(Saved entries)

■ ■ ■

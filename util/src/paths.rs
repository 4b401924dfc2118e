//! Directory layout of the grader's persist root.
//!
//! ```text
//! {root}/{task_id}/assn       cloned submission, mounted at /assn
//! {root}/{task_id}/output     sandbox results, mounted at /output
//! {root}/{task_id}/sandbox.cid id of the sandbox, written by the runtime CLI
//! ```
//!
//! The same layout is used for the local persist dir and for the host-side
//! directory the container runtime mounts from.

use std::{
    fs, io,
    path::{Path, PathBuf},
};

pub const INPUT_DIR: &str = "assn";
pub const OUTPUT_DIR: &str = "output";
pub const REPORT_FILE: &str = "report.json";
pub const STDIO_FILE: &str = "stdio.txt";
pub const RESULT_FILE: &str = "result.json";
pub const CID_FILE: &str = "sandbox.cid";

/// Create a directory (and all parents) if it doesn't exist, and return the path.
pub fn ensure_dir<P: AsRef<Path>>(path: P) -> io::Result<PathBuf> {
    let p = path.as_ref();
    fs::create_dir_all(p)?;
    Ok(p.to_path_buf())
}

/// Top-level folder of one task: {root}/{task_id}
pub fn task_dir(root: &Path, task_id: &str) -> PathBuf {
    root.join(task_id)
}

pub fn input_dir(root: &Path, task_id: &str) -> PathBuf {
    task_dir(root, task_id).join(INPUT_DIR)
}

pub fn output_dir(root: &Path, task_id: &str) -> PathBuf {
    task_dir(root, task_id).join(OUTPUT_DIR)
}

pub fn cid_path(root: &Path, task_id: &str) -> PathBuf {
    task_dir(root, task_id).join(CID_FILE)
}

pub fn report_path(root: &Path, task_id: &str) -> PathBuf {
    output_dir(root, task_id).join(REPORT_FILE)
}

/// Path of the captured console log relative to the persist root, as served
/// by static retrieval.
pub fn stdio_ref(task_id: &str) -> String {
    format!("{task_id}/{OUTPUT_DIR}/{STDIO_FILE}")
}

■ ■ ■

= WHAT THE EXERCISE ASKS =
The answer is every line in the data where the word "runtime" appears.

= WRITTEN RESPONSE =
//! {root}/{task_id}/sandbox.cid id of the sandbox, written by the runtime CLI
//! directory the container runtime mounts from.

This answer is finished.